The United States and the United Kingdom have released a set of joint recommendations aimed at aligning their regulatory approaches to stablecoins and tokenized assets. The proposals, which support cross-border stablecoin transactions and tokenized markets, set a shared direction for both countries but stop short of being binding rules.
What the recommendations cover
The recommendations focus on two main areas: stablecoins and tokenization. For stablecoins, they outline a framework that would allow these digital assets to move across borders more easily, provided they meet certain standards. For tokenized markets — where traditional assets like stocks or bonds are represented on a blockchain — the guidance encourages consistent rules so that a tokenized security issued in one country can be recognized in the other.
The two countries say the goal is to reduce fragmentation. Right now, stablecoin issuers and tokenization platforms often face different requirements in the US and UK, which can slow down innovation and create compliance headaches. The recommendations don't change any existing laws, but they signal where regulators in both capitals are headed.
Why alignment matters
Stablecoins have grown rapidly in recent years, with major players like Tether and Circle issuing tokens worth tens of billions of dollars. But the regulatory landscape remains patchy. The US has taken a piecemeal approach — some stablecoins fall under state money transmitter laws, while others face scrutiny from the SEC. The UK, meanwhile, has been working on its own stablecoin regime as part of broader financial services reforms.
Without coordination, a stablecoin approved in the UK might not be welcome in the US, and vice versa. That's a problem for a market that's inherently global. The joint recommendations try to bridge that gap by laying out common principles: things like reserve requirements, redemption rights, and transparency standards. They also touch on how tokenized assets should be treated under existing securities laws.
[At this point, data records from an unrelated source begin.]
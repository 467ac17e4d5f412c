use crate::core::geometry::{WorldTriangle, WorldVertex};
use crate::pipeline::mesh_instance::MeshInstance;
use nalgebra::{Point3, Vector2, Vector3};

/// Appends one planar face as two triangles `(a, b, c)` and `(a, c, d)`.
///
/// Corners must be counter-clockwise seen from the side the face should be
/// visible from. UVs run from (0, 0) at `a` to (max_uv, max_uv) at `c`.
fn push_face(
    mesh: &mut MeshInstance,
    corners: [Point3<f32>; 4],
    color: Vector3<f32>,
    max_uv: f32,
) {
    let [a, b, c, d] = corners;
    let uv_a = Vector2::new(0.0, 0.0);
    let uv_b = Vector2::new(max_uv, 0.0);
    let uv_c = Vector2::new(max_uv, max_uv);
    let uv_d = Vector2::new(0.0, max_uv);

    mesh.add_triangle(WorldTriangle::new(
        WorldVertex::new(a, color, uv_a),
        WorldVertex::new(b, color, uv_b),
        WorldVertex::new(c, color, uv_c),
    ));
    mesh.add_triangle(WorldTriangle::new(
        WorldVertex::new(a, color, uv_a),
        WorldVertex::new(c, color, uv_c),
        WorldVertex::new(d, color, uv_d),
    ));
}

/// A `length x height` rectangle in the z = 0 plane, centered on the origin and
/// facing +Z.
pub fn quad(length: f32, height: f32, color: Vector3<f32>, max_uv: f32) -> MeshInstance {
    let hx = length.abs() / 2.0;
    let hy = height.abs() / 2.0;

    let mut mesh = MeshInstance::new();
    push_face(
        &mut mesh,
        [
            Point3::new(-hx, -hy, 0.0),
            Point3::new(hx, -hy, 0.0),
            Point3::new(hx, hy, 0.0),
            Point3::new(-hx, hy, 0.0),
        ],
        color,
        max_uv,
    );
    mesh
}

/// An axis-aligned box centered on the origin with outward-facing triangles.
/// Every face gets the full `[0, max_uv]` UV range.
pub fn cuboid(
    length: f32,
    height: f32,
    depth: f32,
    color: Vector3<f32>,
    max_uv: f32,
) -> MeshInstance {
    let hx = length.abs() / 2.0;
    let hy = height.abs() / 2.0;
    let hz = depth.abs() / 2.0;

    // Front ring (z+) then back ring (z-), each counter-clockwise from +Z.
    let p = [
        Point3::new(-hx, -hy, hz),
        Point3::new(hx, -hy, hz),
        Point3::new(hx, hy, hz),
        Point3::new(-hx, hy, hz),
        Point3::new(-hx, -hy, -hz),
        Point3::new(hx, -hy, -hz),
        Point3::new(hx, hy, -hz),
        Point3::new(-hx, hy, -hz),
    ];

    let faces = [
        [p[0], p[1], p[2], p[3]], // +Z
        [p[1], p[5], p[6], p[2]], // +X
        [p[5], p[4], p[7], p[6]], // -Z
        [p[4], p[0], p[3], p[7]], // -X
        [p[3], p[2], p[6], p[7]], // +Y
        [p[1], p[0], p[4], p[5]], // -Y
    ];

    let mut mesh = MeshInstance::new();
    for face in faces {
        push_face(&mut mesh, face, color, max_uv);
    }
    mesh
}

#[cfg(test)]
mod tests {
    use super::*;

    fn face_normal(tri: &WorldTriangle) -> Vector3<f32> {
        let [a, b, c] = tri.vertices.map(|v| v.position);
        (b - a).cross(&(c - a)).normalize()
    }

    #[test]
    fn test_quad_faces_positive_z() {
        let mesh = quad(2.0, -4.0, Vector3::new(1.0, 0.0, 0.0), 3.0);
        assert_eq!(mesh.len(), 2);
        for tri in mesh.triangles() {
            assert!((face_normal(tri) - Vector3::z()).norm() < 1e-6);
        }
        let corner = mesh.triangles()[0].vertices[2];
        assert_eq!(corner.position, Point3::new(1.0, 2.0, 0.0));
        assert_eq!(corner.tex_coord, Vector2::new(3.0, 3.0));
    }

    #[test]
    fn test_cuboid_normals_point_outward() {
        let mesh = cuboid(2.0, 2.0, 2.0, Vector3::new(0.0, 1.0, 0.0), 1.0);
        assert_eq!(mesh.len(), 12);
        for tri in mesh.triangles() {
            let centroid = tri
                .vertices
                .iter()
                .fold(Vector3::zeros(), |acc, v| acc + v.position.coords)
                / 3.0;
            assert!(face_normal(tri).dot(&centroid) > 0.0);
        }
    }
}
The recommendations are just that — recommendations. They don't carry the force of law, and neither the US Treasury nor the UK Treasury has committed to a specific timeline for turning them into formal rules. Instead, they're meant to guide ongoing discussions with industry participants and other regulators.
Both countries have said they'll continue to work together on this, and they've invited feedback from market participants. But the real test will come when one of them actually proposes a rule. Until then, the recommendations serve as a roadmap — one that could shape how stablecoins and tokenized assets are regulated on both sides of the Atlantic.